In recent years, Portugal has been the scene of exponential growth in the real estate market, driven by several factors, from economic recovery to accessibility to bank credit. In 2022, the sector recorded a significant increase of 37% in the volume of transactions, further reinforcing its importance in the Portuguese economy.
However, according to Insight View data, the property buying and selling sector presents a high risk for 32% of Portuguese companies, while 57% face a risk considered medium and only 11% enjoy a low-risk situation. Despite these challenges, the business sector is dominated by micro-enterprises, representing around 94% of the total, while small companies make up around 6%, and medium and large companies represent less than 1%.
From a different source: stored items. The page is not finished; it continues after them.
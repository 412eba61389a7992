//! Immutable formula source.
//! 不可变的公式源码。

use crate::Span;

/// Source text indexed by character.
/// 按字符索引的源码文本。
///
/// Every tree built from a formula refers back to one `SourceText`; nodes only
/// store offsets into it.
#[derive(Debug, Clone, PartialEq, Eq)]
pub struct SourceText {
    text: String,
    chars: Vec<char>,
}

impl SourceText {
    pub fn new(text: impl Into<String>) -> Self {
        let text = text.into();
        let chars = text.chars().collect();
        Self { text, chars }
    }

    /// The original text.
    pub fn as_str(&self) -> &str {
        &self.text
    }

    /// Number of characters.
    pub fn len(&self) -> usize {
        self.chars.len()
    }

    pub fn is_empty(&self) -> bool {
        self.chars.is_empty()
    }

    pub fn char_at(&self, index: usize) -> Option<char> {
        self.chars.get(index).copied()
    }

    /// Characters in `[start, end)`, clamped to the source.
    pub fn slice(&self, start: usize, end: usize) -> String {
        let end = end.min(self.chars.len());
        if start >= end {
            return String::new();
        }
        self.chars[start..end].iter().collect()
    }

    /// Text covered by a span. Dummy spans have no text.
    pub fn span_text(&self, span: Span) -> String {
        if span.is_dummy() {
            return String::new();
        }
        let range = span.range();
        self.slice(range.start, range.end)
    }
}

impl From<&str> for SourceText {
    fn from(text: &str) -> Self {
        SourceText::new(text)
    }
}
//! Environment errors.

use thiserror::Error;

/// Contract violations of sources and environments.
#[derive(Debug, Clone, PartialEq, Eq, Error)]
pub enum EnvError {
    #[error("key `{key}` already exists in source `{source_name}`")]
    DuplicateKey { source_name: String, key: String },

    #[error("match entry `{name}` already exists in source `{source_name}`")]
    DuplicateMatch { source_name: String, name: String },

    #[error("identifier `{identifier}` matches several entries in source `{source_name}`: {}", entries.join(", "))]
    DuplicateMatches {
        source_name: String,
        identifier: String,
        entries: Vec<String>,
    },

    #[error("proxy cycle: {}", chain.join(" -> "))]
    ProxyCycle { chain: Vec<String> },
}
Regarding the age of the companies, it appears that the majority are relatively recent, with 17% established in the last year, 30% in the last two to five years, and 20% in the last six to ten years. Companies with 11 to 15 years old represent 9%, while those with 16 to 25 years old make up 15% of the total. Companies over 25 years old represent only 9% of the analysed universe.
When it comes to geographic distribution, Lisbon continues to be the epicentre of the sector, with 39% of companies based in the region, followed by Porto with 19%, Braga with 8%, Faro with 6%, and Setúbal with 5%. The remaining regions of the country represent 23% of companies. It is important to note that, in terms of credit risk, Faro appears as the most vulnerable district, with 36% of companies facing a high or maximum risk of default, followed by Lisbon (34%), Setúbal (33%), Braga (32%), and Porto (31%). Companies located in other regions only have a 17% risk of default.
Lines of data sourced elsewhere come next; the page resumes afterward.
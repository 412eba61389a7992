//! Precedence climbing over the items of one tree node.

use quill_common::Span;
use quill_lexer::{Token, TokenKind};
use quill_syntax::{BinOp, Expr, ExprId, ExprKind, UnaryOp, parse_dice_notation};

/// A parse item: a token of a text run, or an already lowered node.
#[derive(Debug, Clone)]
pub enum Item {
    Token(Token),
    Expr(Expr),
}

impl Item {
    pub fn span(&self) -> Span {
        match self {
            Item::Token(token) => token.span,
            Item::Expr(expr) => expr.span,
        }
    }

    fn kind(&self) -> Option<&TokenKind> {
        match self {
            Item::Token(token) => Some(&token.kind),
            Item::Expr(_) => None,
        }
    }

    pub fn is_whitespace(&self) -> bool {
        self.kind().is_some_and(TokenKind::is_whitespace)
    }

    /// Whether this item is the given keyword, ignoring case.
    pub fn is_word(&self, word: &str) -> bool {
        matches!(self.kind(), Some(TokenKind::Word(w)) if w.eq_ignore_ascii_case(word))
    }
}

const COMPARISON: u8 = 1;
const MULTIPLICATIVE: u8 = 3;

fn binop(kind: &TokenKind) -> Option<BinOp> {
    Some(match kind {
        TokenKind::Plus => BinOp::Add,
        TokenKind::Minus => BinOp::Sub,
        TokenKind::Star => BinOp::Mul,
        TokenKind::Slash => BinOp::Div,
        TokenKind::Eq => BinOp::Eq,
        TokenKind::BangEq => BinOp::Ne,
        TokenKind::Lt => BinOp::Lt,
        TokenKind::Le => BinOp::Le,
        TokenKind::Gt => BinOp::Gt,
        TokenKind::Ge => BinOp::Ge,
        _ => return None,
    })
}

fn level(op: BinOp) -> u8 {
    match op {
        BinOp::Mul | BinOp::Div => 3,
        BinOp::Add | BinOp::Sub => 2,
        _ => COMPARISON,
    }
}

/// Source text of an operator token with no operand.
fn operator_text(kind: &TokenKind, span: Span) -> String {
    match (kind, binop(kind)) {
        (TokenKind::Eq, _) if span.len() == 2 => "==".to_string(),
        (_, Some(op)) => op.as_str().to_string(),
        _ => String::new(),
    }
}

/// Parses a run of items into one expression.
pub(crate) struct Parser<'a> {
    items: Vec<Item>,
    pos: usize,
    next_id: &'a mut u32,
    /// Span reported when there is nothing to parse.
    empty_span: Span,
}

impl<'a> Parser<'a> {
    pub(crate) fn new(items: Vec<Item>, next_id: &'a mut u32, empty_span: Span) -> Self {
        Self {
            items,
            pos: 0,
            next_id,
            empty_span,
        }
    }

    fn id(&mut self) -> ExprId {
        let id = ExprId(*self.next_id);
        *self.next_id += 1;
        id
    }

    fn expr(&mut self, kind: ExprKind, span: Span) -> Expr {
        let id = self.id();
        Expr::new(id, kind, span)
    }

    /// Juxtaposed expressions. Inner whitespace is kept, outer whitespace dropped.
    pub(crate) fn parse_sequence(mut self) -> Expr {
        let mut exprs: Vec<Expr> = Vec::new();

        loop {
            let gap_start = self.pos;
            let next = self.skip_whitespace(self.pos);
            if next >= self.items.len() {
                break;
            }
            if next > gap_start && !exprs.is_empty() {
                let whitespace = self.whitespace(gap_start, next);
                exprs.push(whitespace);
            }
            self.pos = next;

            let expr = self.parse_binary(COMPARISON);
            match exprs.last_mut() {
                Some(Expr {
                    kind: ExprKind::Text(previous),
                    span,
                    ..
                }) if matches!(&expr.kind, ExprKind::Text(_)) && span.end == expr.span.start => {
                    if let ExprKind::Text(text) = &expr.kind {
                        previous.push_str(text);
                    }
                    *span = span.merge(expr.span);
                }
                _ => exprs.push(expr),
            }
        }

        match exprs.len() {
            0 => {
                let span = self.empty_span;
                self.expr(ExprKind::Nil, span)
            }
            1 => exprs.remove(0),
            _ => {
                let span = exprs[0].span.merge(exprs[exprs.len() - 1].span);
                self.expr(ExprKind::Sequence(exprs), span)
            }
        }
    }

    fn whitespace(&mut self, from: usize, to: usize) -> Expr {
        let mut text = String::new();
        let mut span = self.items[from].span();
        for item in &self.items[from..to] {
            if let Some(TokenKind::Whitespace(ws)) = item.kind() {
                text.push_str(ws);
            }
            span = span.merge(item.span());
        }
        self.expr(ExprKind::Whitespace(text), span)
    }

    /// Left-associative binary operators from `min` up to multiplicative.
    fn parse_binary(&mut self, min: u8) -> Expr {
        if min > MULTIPLICATIVE {
            return self.parse_unary();
        }
        let mut left = self.parse_binary(min + 1);

        loop {
            let op_index = self.skip_whitespace(self.pos);
            let Some(op) = self
                .items
                .get(op_index)
                .and_then(Item::kind)
                .and_then(binop)
                .filter(|&op| level(op) == min)
            else {
                break;
            };
            let operand_index = self.skip_whitespace(op_index + 1);
            if !self.starts_operand(operand_index) {
                break;
            }

            self.pos = operand_index;
            let right = self.parse_binary(min + 1);
            let span = left.span.merge(right.span);
            left = self.expr(
                ExprKind::Binary {
                    op,
                    left: Box::new(left),
                    right: Box::new(right),
                },
                span,
            );
        }

        left
    }

    fn parse_unary(&mut self) -> Expr {
        let start = self.items[self.pos].span();
        if matches!(self.items[self.pos].kind(), Some(TokenKind::Minus)) {
            let operand_index = self.skip_whitespace(self.pos + 1);
            if self.starts_operand(operand_index) {
                self.pos = operand_index;
                let operand = self.parse_unary();
                let span = start.merge(operand.span);
                return self.expr(
                    ExprKind::Unary {
                        op: UnaryOp::Neg,
                        operand: Box::new(operand),
                    },
                    span,
                );
            }
        }
        self.parse_primary()
    }

    fn parse_primary(&mut self) -> Expr {
        let item = self.items[self.pos].clone();
        self.pos += 1;

        let token = match item {
            Item::Expr(expr) => return expr,
            Item::Token(token) => token,
        };
        let span = token.span;

        match token.kind {
            TokenKind::Number(value) => self.number(value, span),
            TokenKind::Bool(value) => self.expr(ExprKind::Bool(value), span),
            TokenKind::Word(word) => match parse_dice_notation(&word) {
                Some(dice) => self.expr(
                    ExprKind::DiceRoll {
                        size: 1,
                        faces: dice.faces,
                        keep: dice.keep,
                    },
                    span,
                ),
                None => self.expr(ExprKind::Variable(word), span),
            },
            TokenKind::Whitespace(ws) => self.expr(ExprKind::Whitespace(ws), span),
            TokenKind::Symbol(c) => self.expr(ExprKind::Text(c.to_string()), span),
            ref operator => {
                // An operator with nothing to apply to is plain text.
                let text = operator_text(operator, span);
                self.expr(ExprKind::Text(text), span)
            }
        }
    }

    /// A number, or a dice roll / implicit product when a word touches it.
    fn number(&mut self, value: f64, span: Span) -> Expr {
        let touching = match self.items.get(self.pos) {
            Some(Item::Token(Token {
                kind: TokenKind::Word(word),
                span: word_span,
            })) if word_span.start == span.end => Some((word.clone(), *word_span)),
            _ => None,
        };
        let Some((word, word_span)) = touching else {
            return self.expr(ExprKind::Number(value), span);
        };
        self.pos += 1;
        let full = span.merge(word_span);

        let whole = value >= 0.0 && value.fract() == 0.0 && value <= u32::MAX as f64;
        if let Some(dice) = parse_dice_notation(&word).filter(|_| whole) {
            return self.expr(
                ExprKind::DiceRoll {
                    size: value as u32,
                    faces: dice.faces,
                    keep: dice.keep,
                },
                full,
            );
        }

        let number = self.expr(ExprKind::Number(value), span);
        let variable = self.expr(ExprKind::Variable(word), word_span);
        self.expr(
            ExprKind::Binary {
                op: BinOp::Mul,
                left: Box::new(number),
                right: Box::new(variable),
            },
            full,
        )
    }

    fn skip_whitespace(&self, mut index: usize) -> usize {
        while self.items.get(index).is_some_and(Item::is_whitespace) {
            index += 1;
        }
        index
    }

    /// Whether an operand can start at `index`.
    fn starts_operand(&self, index: usize) -> bool {
        match self.items.get(index) {
            None => false,
            Some(Item::Expr(_)) => true,
            Some(Item::Token(token)) => match token.kind {
                TokenKind::Number(_) | TokenKind::Bool(_) | TokenKind::Word(_) => true,
                TokenKind::Minus => self.starts_operand(self.skip_whitespace(index + 1)),
                _ => false,
            },
        }
    }
}

#[cfg(test)]
mod tests {
    use super::*;
    use quill_lexer::Lexer;

    fn parse(text: &str) -> Expr {
        let items = Lexer::new(text, 0)
            .tokenize()
            .into_iter()
            .map(Item::Token)
            .collect();
        let mut next_id = 0;
        Parser::new(items, &mut next_id, Span::from_usize(0, 0)).parse_sequence()
    }

    #[test]
    fn test_precedence() {
        assert_eq!(parse("1 + 2 * 3").to_string(), "1 + 2 * 3");
        let expr = parse("1 + 2 * 3");
        let ExprKind::Binary { op, right, .. } = expr.kind else {
            panic!("expected binary");
        };
        assert_eq!(op, BinOp::Add);
        assert!(matches!(right.kind, ExprKind::Binary { op: BinOp::Mul, .. }));
    }

    #[test]
    fn test_comparison_is_loosest() {
        let expr = parse("a + 1 >= 2");
        assert!(matches!(expr.kind, ExprKind::Binary { op: BinOp::Ge, .. }));
    }

    #[test]
    fn test_dice() {
        let expr = parse("3d6kh2");
        assert!(matches!(
            expr.kind,
            ExprKind::DiceRoll { size: 3, faces: 6, keep } if keep.highest == Some(2)
        ));
        assert!(matches!(
            parse("d20").kind,
            ExprKind::DiceRoll { size: 1, faces: 20, .. }
        ));
    }

    #[test]
    fn test_implicit_multiplication() {
        let expr = parse("2x");
        assert!(matches!(expr.kind, ExprKind::Binary { op: BinOp::Mul, .. }));
        assert_eq!(expr.to_string(), "2 * x");
    }

    #[test]
    fn test_dangling_operator_is_text() {
        let expr = parse("3 +");
        let ExprKind::Sequence(items) = &expr.kind else {
            panic!("expected sequence, got {expr:?}");
        };
        assert_eq!(items.len(), 3);
        assert!(matches!(&items[2].kind, ExprKind::Text(t) if t == "+"));
    }

    #[test]
    fn test_sequence_drops_outer_whitespace() {
        let expr = parse("  a b  ");
        let ExprKind::Sequence(items) = &expr.kind else {
            panic!("expected sequence");
        };
        assert_eq!(items.len(), 3);
        assert!(items[1].is_whitespace());
        assert_eq!(expr.to_string(), "a b");
    }

    #[test]
    fn test_unary_minus() {
        let expr = parse("-2 * 3");
        assert!(matches!(expr.kind, ExprKind::Binary { op: BinOp::Mul, .. }));
        assert_eq!(expr.to_string(), "-2 * 3");
    }

    #[test]
    fn test_adjacent_symbols_merge() {
        let expr = parse("$$");
        assert!(matches!(&expr.kind, ExprKind::Text(t) if t == "$$"));
    }

    #[test]
    fn test_empty_is_nil() {
        assert_eq!(parse("   ").kind, ExprKind::Nil);
    }

    #[test]
    fn test_ids_are_unique() {
        let expr = parse("1 + 2 * x");
        let mut ids: Vec<ExprId> = expr.postorder().iter().map(|e| e.id).collect();
        let total = ids.len();
        ids.sort();
        ids.dedup();
        assert_eq!(ids.len(), total);
    }
}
An analysis of financial indicators reveals a 2.4% increase in assets and a 2.5% reduction in liabilities for property buying and selling companies in Portugal, indicating more efficient management of resources. Corporate debt also decreased, from 62.44% to 59.41%, which reflects a reduction in financial risk. Furthermore, the reduction in the average collection period from 34 to 28 days, and the average payment period from 68 to 54 days, highlights greater efficiency in cash flow management.